For this example, the gold medal results of olympic track and field events will be used to show linear regression in action. The men's marathon times from 1896 to 2016 will be used to draw a line of best fit. The original dataset can be found [here](https://www.kaggle.com/datasets/jayrav13/olympic-track-field-results/discussion/272523).

In [None]:
df = pd.read_csv('https://raw.githubusercontent.com/wrmthorne/linear-regression/main/olympic_data.csv', encoding= 'unicode_escape')

# Print some information about the dataframe
print(df.info())

### Exercise 1

Extract only the men's marathon results from the full list of data and keep only the 'Year' and 'Result' columns. We are only interested in plotting the year against the time achieved for each year.

Hint: The event is called 'Marathon Men'

In [None]:
# Example answer
data = df[['Year', 'Result']].loc[df.Event == 'Marathon Men']

In [None]:
# Test to see whether your method returned the right results


## Preparing the data

Once we have selected the subset of data we want to use, we need to split it into each separate axis to represent. Since we are only mapping the function of two columns, we can use a function of the form:

$$
y = mx + c
$$

As our independent variable is the year and our dependent variable is the result, we assign $x$ to year and $y$ to time. Because time is in a string format in the dataset, we need to convert it to a numerical form that can be use in arithmetic. As times are represented in a number of different ways in this dataset, we will use [regular expressions](https://docs.python.org/3/library/re.html) for convert them to an integer number of seconds.

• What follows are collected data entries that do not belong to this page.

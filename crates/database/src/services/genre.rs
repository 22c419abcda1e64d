use super::error::{ServiceError, ServiceResult, is_unique_violation};
use crate::entities::genre;
use log::info;
use models::{catalog::GenreInput, validation::FieldErrors};
use sea_orm::{
    ActiveModelTrait, ActiveValue::Set, ColumnTrait, DatabaseConnection, DbErr, EntityTrait,
    PaginatorTrait, QueryFilter, QueryOrder,
};

pub struct GenreService;

impl GenreService {
    const RESOURCE: &'static str = "genre";

    /// All genres, ordered by id
    pub async fn list(db: &DatabaseConnection) -> ServiceResult<Vec<genre::Model>> {
        Ok(genre::Entity::find()
            .order_by_asc(genre::Column::Id)
            .all(db)
            .await?)
    }

    pub async fn get(db: &DatabaseConnection, id: i32) -> ServiceResult<genre::Model> {
        genre::Entity::find_by_id(id)
            .one(db)
            .await?
            .ok_or_else(|| ServiceError::not_found(Self::RESOURCE, id))
    }

    pub async fn create(db: &DatabaseConnection, input: GenreInput) -> ServiceResult<genre::Model> {
        input.validate(false)?;
        let name = input.name.unwrap_or_default();
        Self::ensure_unique_name(db, &name, None).await?;

        let genre = genre::ActiveModel {
            name: Set(name),
            ..Default::default()
        }
        .insert(db)
        .await
        .map_err(Self::classify)?;

        info!("Created genre {} ({})", genre.id, genre.name);
        Ok(genre)
    }

    /// Applies the given fields; with `partial` unset every field is required
    pub async fn update(
        db: &DatabaseConnection,
        id: i32,
        input: GenreInput,
        partial: bool,
    ) -> ServiceResult<genre::Model> {
        let existing = Self::get(db, id).await?;
        input.validate(partial)?;

        let mut genre: genre::ActiveModel = existing.into();
        if let Some(name) = input.name {
            Self::ensure_unique_name(db, &name, Some(id)).await?;
            genre.name = Set(name);
        }

        Ok(genre.update(db).await.map_err(Self::classify)?)
    }

    pub async fn delete(db: &DatabaseConnection, id: i32) -> ServiceResult<()> {
        let result = genre::Entity::delete_by_id(id).exec(db).await?;
        if result.rows_affected == 0 {
            return Err(ServiceError::not_found(Self::RESOURCE, id));
        }

        info!("Deleted genre {id}");
        Ok(())
    }

    async fn ensure_unique_name(
        db: &DatabaseConnection,
        name: &str,
        exclude_id: Option<i32>,
    ) -> ServiceResult<()> {
        let mut query = genre::Entity::find().filter(genre::Column::Name.eq(name));
        if let Some(id) = exclude_id {
            query = query.filter(genre::Column::Id.ne(id));
        }

        if query.count(db).await? > 0 {
            return Err(Self::duplicate_name().into());
        }
        Ok(())
    }

    fn duplicate_name() -> FieldErrors {
        FieldErrors::single("name", "genre with this name already exists.")
    }

    // A concurrent insert of the same name surfaces as a unique violation
    fn classify(err: DbErr) -> ServiceError {
        if is_unique_violation(&err) {
            ServiceError::Validation(Self::duplicate_name())
        } else {
            ServiceError::Database(err)
        }
    }
}
pub mod config;
pub mod doc;
pub mod dtos;
pub mod error;
pub mod extractors;
pub mod routes;
pub mod state;
pub mod utils;

use axum::Router;
use doc::ApiDoc;
use state::AppState;
use tower_http::compression::CompressionLayer;
use utoipa::OpenApi;
use utoipa_swagger_ui::SwaggerUi;

/// Assembles the full application
///
/// `account_routes` is [`routes::account_routes`] with whatever layers the
/// caller uses to establish the [`CurrentUser`](extractors::CurrentUser).
pub fn construct_router(state: AppState, account_routes: Router<AppState>) -> Router {
    Router::new()
        .merge(routes::catalog_routes())
        .merge(account_routes)
        .merge(SwaggerUi::new("/swagger-ui").url("/api-docs/openapi.json", ApiDoc::openapi()))
        .layer(CompressionLayer::new())
        .with_state(state)
}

If they were all in the same format, we could use a library such as [time](https://docs.python.org/3/library/time.html).

In [None]:
# Takes string time format and converts time into integer seconds
def convert_to_seconds(x):
    parsed_x = re.search(r'((?P<hours>\d+).(?P<minutes>\d+).(?P<seconds>\d+))', x)
    hours    = int(parsed_x.group('hours')) * 60 * 60
    minutes  = int(parsed_x.group('minutes')) * 60
    seconds  = int(parsed_x.group('seconds'))
    return hours + minutes + seconds

# Show y before transformation
print(f'Before Transform: {data.Result[:5].values}')

# Convert Results column to be in seconds
results_transformed = data.Result.apply(lambda x: convert_to_seconds(x))

# Show y after transformation
print(f'After Transform:  {results_transformed[:5].values}')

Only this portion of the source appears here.